Beaulieu, qui a pris un rôle central au sein d’Athanor, a confié des missions à Sébastien Leroy, un agent de sécurité passionné d’espionnage. Leroy a reconnu avoir participé à de nombreux crimes, expliquant qu’il avait été progressivement manipulé par Beaulieu, qui lui avait proposé de devenir « informateur pour le renseignement intérieur ».
Les actions menées par ce réseau criminel sont variées et vont d’agressions à des meurtres, culminant avec l’assassinat de Laurent Pasquali en novembre 2018 pour un recouvrement de dettes. Leroy, le bras armé de Beaulieu, encourt également la réclusion à perpétuité pour son rôle dans ces actes.
Dans cette affaire, l’emprise entre les différents protagonistes est manifeste. Selon Me Jean-William Vezinet, l’avocat de Marie-Hélène Dini, « chacun joue le jeu de l’emprise de l’autre ». Il souligne que les accusés, qui incluent des policiers et des membres de la DGSI, sont censés agir pour le bien de la société, ce qui rend la situation d’autant plus troublante.
Le procès Athanor s’annonce comme un moment clé, où plusieurs questions demeurent en suspens. Par exemple, l’échec de l’assassinat de Dini a mis fin à un autre projet macabre, celui d’éliminer le syndicaliste Hassan Touzani, considéré comme gênant par ses employeurs.

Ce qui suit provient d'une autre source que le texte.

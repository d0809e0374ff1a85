use kinsight_core::{DetectError, DetectionAdapter, FaceDescriptor};
use thiserror::Error;
use tokio::sync::{mpsc, oneshot};

#[derive(Error, Debug)]
pub enum EngineError {
    #[error("detection failed: {0}")]
    Detect(#[from] DetectError),
    #[error("failed to spawn engine thread: {0}")]
    Spawn(#[source] std::io::Error),
    #[error("engine thread exited")]
    ChannelClosed,
}

/// Snapshot of the engine for health reporting.
#[derive(Debug, Clone, Copy)]
pub struct EngineStatus {
    pub warm: bool,
    pub processed: u64,
}

/// Messages sent from request handlers to the engine thread.
enum EngineRequest {
    WarmUp {
        reply: oneshot::Sender<Result<(), EngineError>>,
    },
    Detect {
        image: Vec<u8>,
        reply: oneshot::Sender<Result<Vec<FaceDescriptor>, EngineError>>,
    },
    Status {
        reply: oneshot::Sender<EngineStatus>,
    },
}

/// Clone-safe handle to the engine thread.
#[derive(Clone)]
pub struct EngineHandle {
    tx: mpsc::Sender<EngineRequest>,
}

impl EngineHandle {
    /// Load the models if they are not loaded yet. Repeated calls are no-ops.
    pub async fn warm_up(&self) -> Result<(), EngineError> {
        let (reply_tx, reply_rx) = oneshot::channel();
        self.tx
            .send(EngineRequest::WarmUp { reply: reply_tx })
            .await
            .map_err(|_| EngineError::ChannelClosed)?;
        reply_rx.await.map_err(|_| EngineError::ChannelClosed)?
    }

    /// Detect every face in an encoded image and describe each one.
    pub async fn detect(&self, image: Vec<u8>) -> Result<Vec<FaceDescriptor>, EngineError> {
        let (reply_tx, reply_rx) = oneshot::channel();
        self.tx
            .send(EngineRequest::Detect {
                image,
                reply: reply_tx,
            })
            .await
            .map_err(|_| EngineError::ChannelClosed)?;
        reply_rx.await.map_err(|_| EngineError::ChannelClosed)?
    }

    pub async fn status(&self) -> Result<EngineStatus, EngineError> {
        let (reply_tx, reply_rx) = oneshot::channel();
        self.tx
            .send(EngineRequest::Status { reply: reply_tx })
            .await
            .map_err(|_| EngineError::ChannelClosed)?;
        reply_rx.await.map_err(|_| EngineError::ChannelClosed)
    }
}

/// Spawn the engine on a dedicated OS thread.
///
/// The adapter is owned by that thread for its whole life, so model loading
/// and inference are serialized. Models are not touched here; call
/// [`EngineHandle::warm_up`] or let the first detection load them.
pub fn spawn_engine(mut adapter: Box<dyn DetectionAdapter>) -> Result<EngineHandle, EngineError> {
    let (tx, mut rx) = mpsc::channel::<EngineRequest>(16);

    std::thread::Builder::new()
        .name("kinsight-engine".into())
        .spawn(move || {
            tracing::info!("engine thread started");
            let mut processed = 0u64;
            while let Some(req) = rx.blocking_recv() {
                match req {
                    EngineRequest::WarmUp { reply } => {
                        let result = run_warm_up(adapter.as_mut());
                        let _ = reply.send(result);
                    }
                    EngineRequest::Detect { image, reply } => {
                        let result = run_detect(adapter.as_mut(), &image);
                        processed += 1;
                        let _ = reply.send(result);
                    }
                    EngineRequest::Status { reply } => {
                        let _ = reply.send(EngineStatus {
                            warm: adapter.is_warm(),
                            processed,
                        });
                    }
                }
            }
            tracing::info!("engine thread exiting");
        })
        .map_err(EngineError::Spawn)?;

    Ok(EngineHandle { tx })
}

fn run_warm_up(adapter: &mut dyn DetectionAdapter) -> Result<(), EngineError> {
    if adapter.is_warm() {
        tracing::debug!("warm-up requested, models already loaded");
        return Ok(());
    }
    let started = std::time::Instant::now();
    adapter.warm_up()?;
    tracing::info!(elapsed_ms = started.elapsed().as_millis() as u64, "detection models loaded");
    Ok(())
}

/// Detect faces, strongest first. The adapter loads its models lazily once
/// the input has been validated.
fn run_detect(adapter: &mut dyn DetectionAdapter, image: &[u8]) -> Result<Vec<FaceDescriptor>, EngineError> {
    let was_warm = adapter.is_warm();
    let started = std::time::Instant::now();
    let mut faces = adapter.detect(image)?;
    if !was_warm && adapter.is_warm() {
        tracing::info!(elapsed_ms = started.elapsed().as_millis() as u64, "detection models loaded on first request");
    }
    faces.sort_by(|a, b| b.confidence.total_cmp(&a.confidence));

    tracing::debug!(
        faces = faces.len(),
        bytes = image.len(),
        elapsed_ms = started.elapsed().as_millis() as u64,
        "detect: done"
    );
    Ok(faces)
}
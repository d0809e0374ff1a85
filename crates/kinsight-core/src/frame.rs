//! Frame type and input decoding: base64 payloads, data URLs, RGB conversion.

use base64::Engine;
use image::RgbImage;
use thiserror::Error;

#[derive(Error, Debug)]
pub enum FrameError {
    #[error("image payload is empty")]
    Empty,
    #[error("invalid base64: {0}")]
    Base64(#[from] base64::DecodeError),
    #[error("undecodable image: {0}")]
    Image(#[from] image::ImageError),
    #[error("image has zero area ({width}x{height})")]
    ZeroSized { width: u32, height: u32 },
}

/// A decoded RGB frame ready for detection.
#[derive(Clone)]
pub struct Frame {
    pub image: RgbImage,
}

impl Frame {
    /// Decode encoded image bytes (JPEG, PNG, ...) into an RGB frame.
    pub fn decode(bytes: &[u8]) -> Result<Self, FrameError> {
        if bytes.is_empty() {
            return Err(FrameError::Empty);
        }
        let image = image::load_from_memory(bytes)?.to_rgb8();
        Self::from_rgb(image)
    }

    /// Wrap an already decoded RGB image.
    pub fn from_rgb(image: RgbImage) -> Result<Self, FrameError> {
        let (width, height) = image.dimensions();
        if width == 0 || height == 0 {
            return Err(FrameError::ZeroSized { width, height });
        }
        Ok(Self { image })
    }

    pub fn width(&self) -> u32 {
        self.image.width()
    }

    pub fn height(&self) -> u32 {
        self.image.height()
    }

    /// Sample channel `c` at integer coordinates, 0 outside the frame.
    #[inline]
    pub fn sample(&self, x: i32, y: i32, c: usize) -> f32 {
        if x < 0 || y < 0 || x >= self.width() as i32 || y >= self.height() as i32 {
            return 0.0;
        }
        self.image.get_pixel(x as u32, y as u32).0[c] as f32
    }
}

/// Decode a base64 image payload, stripping a `data:<mime>;base64,` prefix if present.
///
/// Everything up to and including the first `,` is treated as the prefix.
pub fn decode_payload(payload: &str) -> Result<Vec<u8>, FrameError> {
    let body = match payload.split_once(',') {
        Some((_, rest)) => rest,
        None => payload,
    };
    let body = body.trim();
    if body.is_empty() {
        return Err(FrameError::Empty);
    }
    Ok(base64::engine::general_purpose::STANDARD.decode(body)?)
}

/// Encode raw image bytes as a plain base64 payload.
pub fn encode_payload(bytes: &[u8]) -> String {
    base64::engine::general_purpose::STANDARD.encode(bytes)
}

Ce dernier, également victime de ce réseau, a exprimé son désir d’interroger les accusés sur leurs motivations et leurs actions.
Les avocats des accusés, comme Mes Archibald Celeyron et Antoine Ory, affirment que Sébastien Leroy continuera à s’expliquer durant l’audience. Pour Me Dylan Slama, représentant d’Hassan Touzani, « Athanor, ce sont d’abord des individus habités par un sentiment de toute-puissance ». Daniel Beaulieu, de son côté, pourrait avoir du mal à répondre aux questions, sa tentative de suicide en détention ayant entraîné des séquelles.
Ce procès met en lumière l’ombre d’un système où l’emprise et la manipulation semblent régner, soulevant des inquiétudes sur les liens entre pouvoir et criminalité. Les semaines à venir seront déterminantes pour faire toute la lumière sur cette affaire complexe et troublante.